Cuban President Supports Same-Sex Marriage
President Miguel Díaz-Canel of Cuba publicly announced his support for same-sex marriage, reflecting upcoming changes to Cuba’s constitution.
President Díaz-Canel stated over an interview with Telesur, “I believe that the focus to recognize marriage between two people, without limitations, responds to a problem of eliminating any type of discrimination in society.”
Currently, the Cuban Constitution describes marriage as the union between “a man and a woman.” The proposed article allowing for same-sex marriage states: “Marriage is the voluntary union between two people of legal aptitude, in order to have a common life.”
In addition to allowing same-sex marriages, potential changes to the Cuban constitution could allow for the prohibition of discrimination against people based on sex, gender, sexual orientation, and gender identity.
This respect for LGBT rights is in stark difference of the views on homosexuality of the 1959 Revolution. The mold of the revolutionary man was strictly “atheist, heterosexual, and anti-bourgeoisie.” The homosexual man had no place in the revolution, and gay individuals were even sent to military work camps, alongside Christians and other individuals who were deemed defiant of the revolution, for corrective purposes.
Regarding the overwhelming change in Cuban society, President Díaz-Canel commented, “In these years we have lived through a tremendous evolution of thought, many taboos have been broken, which were previously very established. There is a youth that is pushing very hard.”

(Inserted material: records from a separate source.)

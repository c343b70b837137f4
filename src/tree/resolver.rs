//! Path Resolver
//!
//! Lock-coupled walks from the root. Every node visited stays locked in the
//! caller's [`LockSet`] until the caller's operation ends, so the resolved path
//! cannot change underneath it.

use crate::concurrency::{LockMode, LockSet};
use crate::error::{FsError, FsResult};
use crate::store::NodeStore;
use crate::types::{NodeHandle, NodeId, NodeKind, ROOT};

/// Walk `components` from the root. Intermediate nodes are read-locked; the
/// node the path names is locked in `last`.
pub fn walk<'a>(
    locks: &mut LockSet<'a>,
    components: &[&str],
    last: LockMode,
) -> FsResult<NodeId> {
    let mode_at = |depth: usize| {
        if depth == components.len() {
            last
        } else {
            LockMode::Read
        }
    };

    locks.acquire(ROOT, mode_at(0));
    check_root(locks);

    let mut current = ROOT;
    for (depth, name) in components.iter().enumerate() {
        let entries = locks.slot(current).ok_or(FsError::NotFound)?.directory()?;
        let next = entries.lookup(name).ok_or(FsError::NotFound)?;
        locks.acquire(next, mode_at(depth + 1));
        if !locks.slot(next).is_some_and(|slot| slot.is_allocated()) {
            panic!("directory entry {:?} in inode {} points at a free inode {}", name, current, next);
        }
        current = next;
    }
    Ok(current)
}

/// Resolve `components` to a handle and release every lock before returning.
///
/// The handle is only a hint: by the time the caller uses it the node may be
/// gone, so it must be checked against the slot generation under lock.
pub fn resolve_handle(store: &NodeStore, components: &[&str]) -> FsResult<NodeHandle> {
    let mut locks = LockSet::new(store);
    let id = walk(&mut locks, components, LockMode::Read)?;
    let generation = locks.slot(id).ok_or(FsError::NotFound)?.generation();
    Ok(NodeHandle { id, generation })
}

fn check_root(locks: &LockSet<'_>) {
    let kind = locks.slot(ROOT).and_then(|slot| slot.kind());
    if kind != Some(NodeKind::Directory) {
        panic!("root inode is not a directory: {:?}", kind);
    }
}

One of the main proponents of this aperture to same-sex marriage has been Mariela Castro, Raúl Castro’s daughter. Mariela Castro is a member of the National Assembly and President of Cuba’s National Center of Sexual Education.
However, these changes have not gone without criticism and scrutiny, namely from Cuba’s Catholic Church and religious sector. Dionisio Garcia, Archbishop of Santiago de Cuba, implored Cubans “not to ignore what nature has given us.” Archbishop Garcia has stated that aperture to same-sex marriage is a form of “ideological colonialism” imposed by rich countries in order “to influence less developed countries in need of economic aid.”
The proposed changes in the Cuban Constitution are not limited to LGBT rights. In addition to the aforementioned amendments, the proposed reform would add eighty-seven articles, amend one hundred thirteen, and discard thirteen. Some modifications to the Constitution could include the introduction of the role of prime minister, the limiting of the presidential term to five years, and more protections of private property.
Debates regarding amendments to the Constitution will continue until Nov. 15, and the final project will be left up to the citizenry through a referendum that will be held on Feb. 24, 2019.
A new constitution for Cuba, alongside the new presidency that has been in place since April of this year, could mark a new era for Cuban politics.